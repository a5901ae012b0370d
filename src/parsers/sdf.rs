use std::io::BufRead;

use serde::Serialize;

use super::{Metadata, NumberedLines, ParseContext, RecordResult, RecordStream};

const RECORD_TERMINATOR: &str = "$$$$";

/// Structure-data blocks: a header block followed by `> <NAME>` property
/// sections, each record closed by `$$$$`.
#[derive(Debug, Clone, PartialEq, Eq, Serialize)]
pub struct StructureDataConfig {
    /// Properties holding the SMILES, first present wins.
    pub structure_properties: Vec<String>,
    /// Property holding the identifier; the title line is used otherwise.
    pub id_property: Option<String>,
}

impl StructureDataConfig {
    pub fn new(structure_properties: &[&str]) -> Self {
        Self {
            structure_properties: structure_properties.iter().map(|p| p.to_string()).collect(),
            id_property: None,
        }
    }

    pub fn id_property(mut self, property: &str) -> Self {
        self.id_property = Some(property.to_string());
        self
    }
}

struct Block {
    start: u64,
    lines: Vec<String>,
}

pub(crate) fn parse<'a>(
    config: &'a StructureDataConfig,
    input: Box<dyn BufRead + 'a>,
    context: ParseContext,
) -> RecordStream<'a> {
    let mut lines = NumberedLines::new(input);
    let mut finished = false;

    Box::new(std::iter::from_fn(move || {
        if finished {
            return None;
        }
        let mut block: Option<Block> = None;
        let mut broken: Option<(u64, String)> = None;
        loop {
            match lines.next() {
                None => {
                    finished = true;
                    let block = block.filter(|b| b.lines.iter().any(|l| !l.trim().is_empty()))?;
                    return Some(Err(context.error(Some(block.start), "unterminated record")));
                }
                Some((line, Ok(text))) => {
                    if text.trim_end() == RECORD_TERMINATOR {
                        let start = block.as_ref().map(|b| b.start).unwrap_or(line);
                        if let Some((line, reason)) = broken {
                            return Some(Err(context.error(Some(line), reason)));
                        }
                        let lines = block.map(|b| b.lines).unwrap_or_default();
                        return Some(record(config, &context, start, &lines));
                    }
                    block
                        .get_or_insert_with(|| Block { start: line, lines: Vec::new() })
                        .lines
                        .push(text);
                }
                Some((line, Err(reason))) => {
                    block.get_or_insert_with(|| Block { start: line, lines: Vec::new() });
                    broken.get_or_insert((line, reason));
                }
            }
        }
    }))
}

fn record(config: &StructureDataConfig, context: &ParseContext, start: u64, lines: &[String]) -> RecordResult {
    let title = lines.first().map(|line| line.trim()).filter(|t| !t.is_empty());
    let properties = properties(lines);

    let structure = config
        .structure_properties
        .iter()
        .find_map(|name| properties.get(name))
        .map(String::as_str);
    let id = match &config.id_property {
        Some(name) => properties.get(name).map(String::as_str),
        None => title,
    };

    let mut metadata = Metadata::new();
    for (name, value) in &properties {
        let is_structure = config.structure_properties.contains(name);
        let is_id = config.id_property.as_ref() == Some(name);
        if !is_structure && !is_id && !value.is_empty() {
            metadata.insert(name.clone(), value.clone());
        }
    }
    if config.id_property.is_some() {
        if let Some(title) = title {
            metadata.insert("title".to_string(), title.to_string());
        }
    }

    context.finish(Some(start), id, structure, metadata)
}

/// Collects `> <NAME>` sections; values run until the next blank line.
fn properties(lines: &[String]) -> Metadata {
    let mut properties = Metadata::new();
    let mut current: Option<(String, Vec<&str>)> = None;
    for line in lines {
        if line.starts_with('>') {
            if let Some((name, values)) = current.take() {
                properties.insert(name, values.join("\n"));
            }
            current = property_name(line).map(|name| (name.to_string(), Vec::new()));
            continue;
        }
        if line.trim().is_empty() {
            if let Some((name, values)) = current.take() {
                properties.insert(name, values.join("\n"));
            }
            continue;
        }
        if let Some((_, values)) = current.as_mut() {
            values.push(line.trim_end());
        }
    }
    if let Some((name, values)) = current {
        properties.insert(name, values.join("\n"));
    }
    properties
}

fn property_name(line: &str) -> Option<&str> {
    let start = line.find('<')? + 1;
    let end = start + line[start..].find('>')?;
    let name = line[start..end].trim();
    (!name.is_empty()).then_some(name)
}

#[cfg(test)]
mod tests {
    use super::*;
    use crate::domain::Category;

    const SAMPLE: &str = "\
aspirin
  RDKit          2D

  0  0  0  0  0  0  0  0  0  0999 V2000
M  END
> <SMILES>
CC(=O)Oc1ccccc1C(=O)O

> <MW>
180.16

$$$$
no-smiles
M  END
> <MW>
1.0

$$$$

M  END
> <SMILES>
c1ccccc1

$$$$
";

    fn run(config: &StructureDataConfig, data: &'static str) -> Vec<RecordResult> {
        let context = ParseContext::new(Category::Compound, "set.sdf");
        super::parse(config, Box::new(data.as_bytes()), context).collect()
    }

    #[test]
    fn blocks_with_property_sections() {
        let config = StructureDataConfig::new(&["SMILES"]);
        let results = run(&config, SAMPLE);
        assert_eq!(results.len(), 3);

        let first = results[0].as_ref().unwrap();
        assert_eq!(first.id, "aspirin");
        assert_eq!(first.structure, "CC(=O)Oc1ccccc1C(=O)O");
        assert_eq!(first.metadata["MW"], "180.16");

        let err = results[1].as_ref().unwrap_err();
        assert_eq!(err.line, Some(13));

        let third = results[2].as_ref().unwrap();
        assert_eq!(third.id, "set.sdf:19");
    }

    #[test]
    fn id_from_property_keeps_title() {
        let config = StructureDataConfig::new(&["SMILES"]).id_property("MW");
        let results = run(&config, SAMPLE);
        let first = results[0].as_ref().unwrap();
        assert_eq!(first.id, "180.16");
        assert_eq!(first.metadata["title"], "aspirin");
    }

    #[test]
    fn unterminated_trailing_block() {
        let config = StructureDataConfig::new(&["SMILES"]);
        let results = run(&config, "x\n> <SMILES>\nC\n\n$$$$\ny\n> <SMILES>\nCC\n");
        assert_eq!(results.len(), 2);
        assert!(results[0].is_ok());
        assert_eq!(results[1].as_ref().unwrap_err().reason, "unterminated record");
    }

    #[test]
    fn property_name_parsing() {
        assert_eq!(property_name(">  <PUBCHEM_ID>  (1)"), Some("PUBCHEM_ID"));
        assert_eq!(property_name("> <>"), None);
    }
}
= = = = = = =
▸ **Exercise brief**
The answer must be the data above, repeated exactly as it stands.

▸ **Output of the exercise**
repository a5901ae012b0370d
filename src/parsers/sdf.rs
use std::io::BufRead;

use serde::Serialize;

use super::{Metadata, NumberedLines, ParseContext, RecordResult, RecordStream};

const RECORD_TERMINATOR: &str = "$$$$";

/// Structure-data blocks: a header block followed by `> <NAME>` property
/// sections, each record closed by `$$$$`.
#[derive(Debug, Clone, PartialEq, Eq, Serialize)]
pub struct StructureDataConfig {
    /// Properties holding the SMILES, first present wins.
    pub structure_properties: Vec<String>,
    /// Property holding the identifier; the title line is used otherwise.
    pub id_property: Option<String>,
}

impl StructureDataConfig {
    pub fn new(structure_properties: &[&str]) -> Self {
        Self {
            structure_properties: structure_properties.iter().map(|p| p.to_string()).collect(),
            id_property: None,
        }
    }

    pub fn id_property(mut self, property: &str) -> Self {
        self.id_property = Some(property.to_string());
        self
    }
}

struct Block {
    start: u64,
    lines: Vec<String>,
}

pub(crate) fn parse<'a>(
    config: &'a StructureDataConfig,
    input: Box<dyn BufRead + 'a>,
    context: ParseContext,
) -> RecordStream<'a> {
    let mut lines = NumberedLines::new(input);
    let mut finished = false;

    Box::new(std::iter::from_fn(move || {
        if finished {
            return None;
        }
        let mut block: Option<Block> = None;
        let mut broken: Option<(u64, String)> = None;
        loop {
            match lines.next() {
                None => {
                    finished = true;
                    let block = block.filter(|b| b.lines.iter().any(|l| !l.trim().is_empty()))?;
                    return Some(Err(context.error(Some(block.start), "unterminated record")));
                }
                Some((line, Ok(text))) => {
                    if text.trim_end() == RECORD_TERMINATOR {
                        let start = block.as_ref().map(|b| b.start).unwrap_or(line);
                        if let Some((line, reason)) = broken {
                            return Some(Err(context.error(Some(line), reason)));
                        }
                        let lines = block.map(|b| b.lines).unwrap_or_default();
                        return Some(record(config, &context, start, &lines));
                    }
                    block
                        .get_or_insert_with(|| Block { start: line, lines: Vec::new() })
                        .lines
                        .push(text);
                }
                Some((line, Err(reason))) => {
                    block.get_or_insert_with(|| Block { start: line, lines: Vec::new() });
                    broken.get_or_insert((line, reason));
                }
            }
        }
    }))
}

fn record(config: &StructureDataConfig, context: &ParseContext, start: u64, lines: &[String]) -> RecordResult {
    let title = lines.first().map(|line| line.trim()).filter(|t| !t.is_empty());
    let properties = properties(lines);

    let structure = config
        .structure_properties
        .iter()
        .find_map(|name| properties.get(name))
        .map(String::as_str);
    let id = match &config.id_property {
        Some(name) => properties.get(name).map(String::as_str),
        None => title,
    };

    let mut metadata = Metadata::new();
    for (name, value) in &properties {
        let is_structure = config.structure_properties.contains(name);
        let is_id = config.id_property.as_ref() == Some(name);
        if !is_structure && !is_id && !value.is_empty() {
            metadata.insert(name.clone(), value.clone());
        }
    }
    if config.id_property.is_some() {
        if let Some(title) = title {
            metadata.insert("title".to_string(), title.to_string());
        }
    }

    context.finish(Some(start), id, structure, metadata)
}

/// Collects `> <NAME>` sections; values run until the next blank line.
fn properties(lines: &[String]) -> Metadata {
    let mut properties = Metadata::new();
    let mut current: Option<(String, Vec<&str>)> = None;
    for line in lines {
        if line.starts_with('>') {
            if let Some((name, values)) = current.take() {
                properties.insert(name, values.join("\n"));
            }
            current = property_name(line).map(|name| (name.to_string(), Vec::new()));
            continue;
        }
        if line.trim().is_empty() {
            if let Some((name, values)) = current.take() {
                properties.insert(name, values.join("\n"));
            }
            continue;
        }
        if let Some((_, values)) = current.as_mut() {
            values.push(line.trim_end());
        }
    }
    if let Some((name, values)) = current {
        properties.insert(name, values.join("\n"));
    }
    properties
}

fn property_name(line: &str) -> Option<&str> {
    let start = line.find('<')? + 1;
    let end = start + line[start..].find('>')?;
    let name = line[start..end].trim();
    (!name.is_empty()).then_some(name)
}

#[cfg(test)]
mod tests {
    use super::*;
    use crate::domain::Category;

    const SAMPLE: &str = "\
aspirin
  RDKit          2D

  0  0  0  0  0  0  0  0  0  0999 V2000
M  END
> <SMILES>
CC(=O)Oc1ccccc1C(=O)O

> <MW>
180.16

$$$$
no-smiles
M  END
> <MW>
1.0

$$$$

M  END
> <SMILES>
c1ccccc1

$$$$
";

    fn run(config: &StructureDataConfig, data: &'static str) -> Vec<RecordResult> {
        let context = ParseContext::new(Category::Compound, "set.sdf");
        super::parse(config, Box::new(data.as_bytes()), context).collect()
    }

    #[test]
    fn blocks_with_property_sections() {
        let config = StructureDataConfig::new(&["SMILES"]);
        let results = run(&config, SAMPLE);
        assert_eq!(results.len(), 3);

        let first = results[0].as_ref().unwrap();
        assert_eq!(first.id, "aspirin");
        assert_eq!(first.structure, "CC(=O)Oc1ccccc1C(=O)O");
        assert_eq!(first.metadata["MW"], "180.16");

        let err = results[1].as_ref().unwrap_err();
        assert_eq!(err.line, Some(13));

        let third = results[2].as_ref().unwrap();
        assert_eq!(third.id, "set.sdf:19");
    }

    #[test]
    fn id_from_property_keeps_title() {
        let config = StructureDataConfig::new(&["SMILES"]).id_property("MW");
        let results = run(&config, SAMPLE);
        let first = results[0].as_ref().unwrap();
        assert_eq!(first.id, "180.16");
        assert_eq!(first.metadata["title"], "aspirin");
    }

    #[test]
    fn unterminated_trailing_block() {
        let config = StructureDataConfig::new(&["SMILES"]);
        let results = run(&config, "x\n> <SMILES>\nC\n\n$$$$\ny\n> <SMILES>\nCC\n");
        assert_eq!(results.len(), 2);
        assert!(results[0].is_ok());
        assert_eq!(results[1].as_ref().unwrap_err().reason, "unterminated record");
    }

    #[test]
    fn property_name_parsing() {
        assert_eq!(property_name(">  <PUBCHEM_ID>  (1)"), Some("PUBCHEM_ID"));
        assert_eq!(property_name("> <>"), None);
    }
}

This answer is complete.